Ondine is a seafood-forward modern restaurant on 10 Petite Rue des Dentelles in central Strasbourg, run by chef Jake Hassal. It holds a Michelin Plate for 2024 and 2025 and an OAD Casual Europe recommendation, which together signal consistent kitchen quality without the rigidity of a full Michelin-starred format. First-timers should come expecting a focused, seafood-led menu at €€€ pricing — this is not an all-day brasserie or a trad Alsatian winstub.
Ondine's OAD Casual Europe designation is the clearest guide available: dress neatly, but this is not a black-tie room. A clean, put-together outfit is appropriate — think collared shirt or equivalent rather than a jacket-required standard. Nothing in the venue record suggests a formal dress code is enforced.
Bar or counter seating is not documented in the available venue data. Given the Casual Europe positioning and the central Strasbourg address, there may be informal seating options, but it is worth confirming directly with the restaurant before arriving with that expectation.

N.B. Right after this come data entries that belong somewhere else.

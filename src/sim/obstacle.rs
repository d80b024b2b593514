//! Obstacle pairs and the difficulty curve that shapes them
//!
//! The gap shrinks linearly with score until a floor, while the band the gap
//! may be placed in widens up to a cap.

use rand::Rng;
use serde::{Deserialize, Serialize};

use super::rect::Rect;
use super::state::Field;
use crate::consts::*;

/// Barrier tint, picked at random per obstacle
#[derive(Debug, Clone, Copy, PartialEq, Eq, Serialize, Deserialize)]
pub enum ObstacleColor {
    Green,
    Red,
}

/// An upper/lower barrier pair with a passable gap between them
#[derive(Debug, Clone, PartialEq, Eq, Serialize, Deserialize)]
pub struct Obstacle {
    id: u32,
    /// Left edge of the visual barrier
    pub x: i32,
    gap_top: i32,
    gap_height: i32,
    ground_line: i32,
    pub color: ObstacleColor,
}

impl Obstacle {
    pub fn id(&self) -> u32 {
        self.id
    }

    pub fn gap_top(&self) -> i32 {
        self.gap_top
    }

    pub fn gap_height(&self) -> i32 {
        self.gap_height
    }

    /// Right edge of the visual barrier
    pub fn right(&self) -> i32 {
        self.x + OBSTACLE_WIDTH
    }

    /// Scroll left by one tick
    pub fn advance(&mut self, speed: i32) {
        self.x -= speed;
    }

    fn hitbox_left(&self) -> i32 {
        self.x + (OBSTACLE_WIDTH - OBSTACLE_HITBOX_WIDTH) / 2
    }

    /// Lethal region of the upper barrier: from the top of the field to the gap
    pub fn upper_hitbox(&self) -> Rect {
        Rect::new(self.hitbox_left(), 0, OBSTACLE_HITBOX_WIDTH, self.gap_top)
    }

    /// Lethal region of the lower barrier: from the gap bottom to the ground line
    pub fn lower_hitbox(&self) -> Rect {
        let bottom_of_gap = self.gap_top + self.gap_height;
        Rect::new(
            self.hitbox_left(),
            bottom_of_gap,
            OBSTACLE_HITBOX_WIDTH,
            self.ground_line - bottom_of_gap,
        )
    }
}

/// Gap height for a score: `max(BASE_GAP - 2 * min(score, 30), MIN_GAP)`
pub fn gap_height_for_score(score: u32) -> i32 {
    let shrink = score.min(GAP_SHRINK_SCORE_CAP) as i32 * GAP_SHRINK_PER_POINT;
    (BASE_GAP - shrink).max(MIN_GAP)
}

/// Extra vertical placement budget for a score: `min(2 * score, VARIATION_CAP)`
pub fn variation_for_score(score: u32) -> i32 {
    let score = score.min(VARIATION_CAP as u32) as i32;
    (score * VARIATION_PER_POINT).min(VARIATION_CAP)
}

/// Inclusive range the gap's top edge is drawn from
///
/// When the field is too small for the current difficulty the range is
/// widened downward by a fixed amount instead of failing.
pub fn gap_top_range(score: u32, field: &Field) -> (i32, i32) {
    let gap = gap_height_for_score(score);
    let half_variation = variation_for_score(score) / 2;

    let min_top = GAP_MARGIN + half_variation;
    let mut max_top = field.ground_line() - gap - GAP_MARGIN - half_variation;
    if max_top < min_top {
        max_top = min_top + GAP_FALLBACK_RANGE;
    }
    (min_top, max_top)
}

/// Produces obstacles with sequential ids
#[derive(Debug, Clone, Default)]
pub struct ObstacleGenerator {
    next_id: u32,
}

impl ObstacleGenerator {
    pub fn new() -> Self {
        Self { next_id: 0 }
    }

    /// Restart id numbering for a new run
    pub fn reset(&mut self) {
        self.next_id = 0;
    }

    /// Create one obstacle anchored at the right edge of the field
    pub fn generate<R: Rng>(&mut self, score: u32, field: &Field, rng: &mut R) -> Obstacle {
        let gap_height = gap_height_for_score(score);
        let (min_top, max_top) = gap_top_range(score, field);
        let gap_top = rng.random_range(min_top..=max_top);
        let color = if rng.random_bool(0.5) {
            ObstacleColor::Green
        } else {
            ObstacleColor::Red
        };

        let id = self.next_id;
        self.next_id += 1;

        log::debug!(
            "Obstacle {} spawned: gap_top={} gap_height={} (score {})",
            id,
            gap_top,
            gap_height,
            score
        );

        Obstacle {
            id,
            x: field.width,
            gap_top,
            gap_height,
            ground_line: field.ground_line(),
            color,
        }
    }
}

Yes, for seafood-focused diners. Two consecutive Michelin Plate recognitions and an OAD Casual Europe recommendation at €€€ pricing puts Ondine in a value-positive bracket for Strasbourg — you are paying below starred-restaurant territory for a kitchen that has earned repeat external validation. If you want Alsatian classics or meat-forward cooking, look elsewhere; the menu is built around the sea.
Au Crocodile is the city's prestige option — two Michelin stars and a longer legacy, but a higher price point and a more formal format. 1741 offers a tasting-menu structure in a historic setting if you want a set-course experience. de:ja skews more contemporary and creative if you want to move away from seafood. Au Pont Corbeau is the right call if you want traditional Alsatian winstub cooking at a lower price point.
Group capacity is not specified in the venue data. Given the central Strasbourg location and the casual-leaning positioning, small groups of 4–6 should be manageable, but larger parties should check the venue's official channels to confirm availability and configuration before booking.
The OAD Casual Europe classification and the relaxed format make Ondine a reasonable solo option — you are not walking into a stiff, couples-only room. Whether bar or counter seating is available for solo diners is unconfirmed, so call ahead if that matters to your experience.
Keep this venue in your Pearl passport, rate it after you visit, and track it alongside every other place you collect.